Question

A marketing firm that, of 200 households surveyed, 80 used neither brand A nor brand B soap, 60 used only brand A soap and for every household that used both brands of soap, 3 used only brand B soap. How many of the 200 households surveyed used both brands of soap.

Answer 1

To solve this problem, we will consider A as the set containing number of households using brand A and B as the set containing number of households using brand B. Now, we will use the formula that $n\left( A\bigcup B \right)=n\left( A \right)+n\left( B \right)-n\left( A\bigcap B \right)$. Here, $A\bigcup B$ determines the set containing all the elements of A and B, while $A\bigcap B$ determines the set having only the common elements of A and B. Along with this, we will also make use of $A'\bigcap B'=(A\bigcup B)'$.

Complete step-by-step answer:
Let us now consider the given question,

Since it is given that 80 households use neither Brand A nor Brand B, then we have that $A'\bigcap B'$ = 80 (here, $A'$ means all the events excluding that in set A and $B'$ means all the events excluding set B). Now, we use the following theorem that $A'\bigcap B'=(A\bigcup B)'$ (where ‘ stands for complement of an event as shown for the case of $A'$ and $B'$ ). Thus, we have, $(A\bigcup B)'=80$.
(Thus, $n\left( A\bigcup B \right)=200-80=120$).
It is also given that 60 households use only brand A and that three times as many households use Brand B exclusively as use both brands.
If x is the number of households that use both Brand A and Brand B, then 3x use Brand B alone (as per the information given in the problem).
Thus, we have, $n\left( A\bigcup B \right)=n\left( A \right)+n\left( B \right)-n\left( A\bigcap B \right)$. By substituting, we have,
$120=\left( 60+x \right)+\left( 3x+x \right)-x$
[n(A) means the entire set containing elements of A. Thus, we have to add x to A to get n(A). Similar is the case with n(B)]
Solving the above equation we get,
$120=60+4x$
Let us subtract 60 from both sides to get,
$4x=60$
Hence, x=15

So, 15 people use both brand A and brand B of soaps.

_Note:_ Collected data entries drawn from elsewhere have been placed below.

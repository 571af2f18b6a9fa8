#[tokio::main]
async fn main() -> anyhow::Result<()> {
    if let Err(e) = orish_rust::run().await {
        eprintln!("orish-rust fatal: {e:#}");
        std::process::exit(1);
    }
    Ok(())
}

Therefore, the final answer is option (a).

Note: To avoid the algebraic expressions in set, one of the easier ways to solve is to represent the above problem on the Venn diagram. One can easily calculate the value of x using the space of $n(A\bigcap B)$ in the Venn diagram.
We have shown in the above solution that:
60 households use only brand A means:
$n\left( A \right)-n\left( A\bigcap B \right)=60$
x is the number of households that use both Brand A and Brand B which means:
$n\left( A\bigcap B \right)=x$
3x use Brand B alone which means:
$n\left( B \right)-n\left( A\bigcap B \right)=3x$
Representing the above information on the Venn diagram we get,

From the above Venn diagram,
$n\left( A\bigcup B \right)=60+x+3x$
We have calculated in the above solution that $n\left( A\bigcup B \right)=120$ so substituting this value in the above equation we get,
$\begin{aligned} & 120=60+x+3x \\\ & \Rightarrow 60=4x \\\ \end{aligned}$
Dividing 4 on both the sides of the equation we get,
$15=x$
Hence, we have got the number of households who use both brands A and B is 15.